Ordinanza di Cassazione Civile Sez. 2 Num. 5254 Anno 2024
Civile Ord. Sez. 2 Num. 5254 Anno 2024
Presidente: NOME COGNOME
Relatore: COGNOME NOME
Data pubblicazione: 28/02/2024
ORDINANZA
sul ricorso iscritto al n. 25139/2019 R.G. proposto da: COGNOME NOME, domiciliata ex lege in ROMA, INDIRIZZO presso la CANCELLERIA della CORTE di CASSAZIONE, rappresentata e difesa dall’avvocato COGNOME (CODICE_FISCALE)
-ricorrente-
contro
RAGIONE_SOCIALE, elettivamente domiciliato in INDIRIZZO, presso lo studio dell’avvocato NOME (CODICE_FISCALE) che lo rappresenta e difende unitamente all’avvocato COGNOME NOME (CODICE_FISCALE)
-controricorrente-
avverso SENTENZA di CORTE D’APPELLO VENEZIA n. 2742/2019 depositata il 02/07/2019.
Udita la relazione svolta nella camera di consiglio del 14/12/2023 dal AVV_NOTAIO NOME COGNOME.
FATTI DI CAUSA
NOME COGNOME domandava al Tribunale di Arezzo la declaratoria di acquisto per usucapione di un compendio immobiliare di Castel San Nicolò (AR) ed evocava in giudizio il RAGIONE_SOCIALE, cui l’immobile apparteneva .
Il Tribunale toscano, accogliendo l’eccezione della Curatela fallimentare, dichiarava l’improponibilità della domanda, ritenendo competente il Tribunale fallimentare di Verona.
Con ricorso ex art. 93 l.f. l’attrice rivendicò nella sede fallimentare di Verona la proprietà del bene con esito sfavorevole perché il ricorso venne rigettato e il provvedimento venne confermato in sede di opposizione allo stato passivo dal giudice fallimentare.

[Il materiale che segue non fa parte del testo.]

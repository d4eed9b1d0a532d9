//! Back-Office Admin Server - 后台菜单与分类管理服务
//!
//! # 架构概述
//!
//! 本模块是后台管理服务的主入口，提供以下核心功能：
//!
//! - **数据库** (`db`): 嵌入式 SQLite 存储，分类和商品仓库
//! - **菜单引擎** (`menu`): 排序批次验证、菜单树组装、目录同步策略
//! - **认证** (`auth`): JWT 身份解析与管理员授权
//! - **HTTP API** (`api`): RESTful API 接口
//!
//! # 模块结构
//!
//! ```text
//! admin-server/src/
//! ├── core/          # 配置、状态、服务器
//! ├── auth/          # JWT 认证、中间件
//! ├── menu/          # 菜单领域逻辑
//! ├── api/           # HTTP 路由和处理器
//! ├── utils/         # 错误、日志、slug
//! └── db/            # 数据库层
//! ```

pub mod api;
pub mod auth;
pub mod core;
pub mod db;
pub mod menu;
pub mod utils;

// Re-export 公共类型
pub use auth::{AuthMode, AuthProvider, CurrentUser, JwtService};
pub use core::{Config, Server, ServerState};
pub use menu::SyncLevelPolicy;
pub use utils::{AppError, AppResult};

// Re-export logger functions
pub use utils::logger::{init_logger, init_logger_with_file};

/// 设置运行环境 (dotenv, 工作目录, 日志)
///
/// 返回加载后的配置。日志写入 `<work_dir>/logs/`，
/// 级别由 RUST_LOG 控制，默认 info。
pub fn setup_environment() -> Result<Config, Box<dyn std::error::Error>> {
    dotenv::dotenv().ok();

    let config = Config::from_env();
    config.ensure_work_dir_structure()?;

    let log_dir = config.log_dir().to_string_lossy().into_owned();
    init_logger_with_file(None, Some(&log_dir));

    Ok(config)
}

pub fn print_banner() {
    println!(
        r#"
    ___       __          _
   /   | ____/ /___ ___  (_)___
  / /| |/ __  / __ `__ \/ / __ \
 / ___ / /_/ / / / / / / / / / /
/_/  |_\__,_/_/ /_/ /_/_/_/ /_/
   _____
  / ___/___  ______   _____  _____
  \__ \/ _ \/ ___/ | / / _ \/ ___/
 ___/ /  __/ /   | |/ /  __/ /
/____/\___/_/    |___/\___/_/
    "#
    );
}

L’attrice , con successivo atto notificato il 12.3.2015 riproponeva quindi la domanda di usucapione davanti al Tribunale ordinario di Verona che, con sentenza 2143/2017 la respingeva.
La Corte d’Appello di Verona , adita dalla attrice soccombente, con sentenza 2742/2019 pubblicata il 2.7.2019 ha rigettato il gravame.

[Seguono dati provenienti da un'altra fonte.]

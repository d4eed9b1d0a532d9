//! Reorder batch validation
//!
//! The client submits the complete desired order of its view. Before
//! anything is written, the batch is checked against current rows so a
//! bad batch never partially applies.

use std::collections::{HashMap, HashSet};

use shared::models::ReorderItem;

use super::MenuError;
use super::tree::would_create_cycle;

/// Validate a reorder batch against the current id → parent adjacency.
///
/// Rules:
/// - batch must be non-empty and free of duplicate ids;
/// - every referenced category id must exist;
/// - every submitted `parent_id` must reference an existing category;
/// - the submitted parent assignments, merged over current rows, must
///   stay cycle-free.
pub fn validate_batch(
    items: &[ReorderItem],
    current: &HashMap<String, Option<String>>,
) -> Result<(), MenuError> {
    if items.is_empty() {
        return Err(MenuError::EmptyBatch);
    }

    let mut seen: HashSet<&str> = HashSet::with_capacity(items.len());
    for item in items {
        if !seen.insert(item.id.as_str()) {
            return Err(MenuError::DuplicateId(item.id.clone()));
        }
        if !current.contains_key(item.id.as_str()) {
            return Err(MenuError::UnknownCategory(item.id.clone()));
        }
        if let Some(parent) = &item.parent_id
            && !current.contains_key(parent.as_str())
        {
            return Err(MenuError::UnknownParent(parent.clone()));
        }
    }

    // Merge the submitted assignments over the current adjacency, then
    // re-check every moved item
    let mut merged = current.clone();
    for item in items {
        merged.insert(item.id.clone(), item.parent_id.clone());
    }
    for item in items {
        if would_create_cycle(&item.id, item.parent_id.as_deref(), &merged) {
            return Err(MenuError::Cycle(item.id.clone()));
        }
    }

    Ok(())
}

Ritenuta irrilevante la questione di costituzionalità degli artt. 25, 52 e 103 della legge fallimentare, la Corte di merito ha osservato che il decreto del Tribunale fallimentare di Verona (che aveva respinto l’opposizione allo stato passivo del fallimento), non essendo stato impugnato, avesse reso definitivo il decreto di approvazione del Giudice Delegato, precludendo qualunque accertamento in sede fallimentare, divenuta l’unica competente, a seguito della declinatoria in tal senso del Tribunale di Arezzo, a sua volta non appellata e dunque divenuta irrevocabile.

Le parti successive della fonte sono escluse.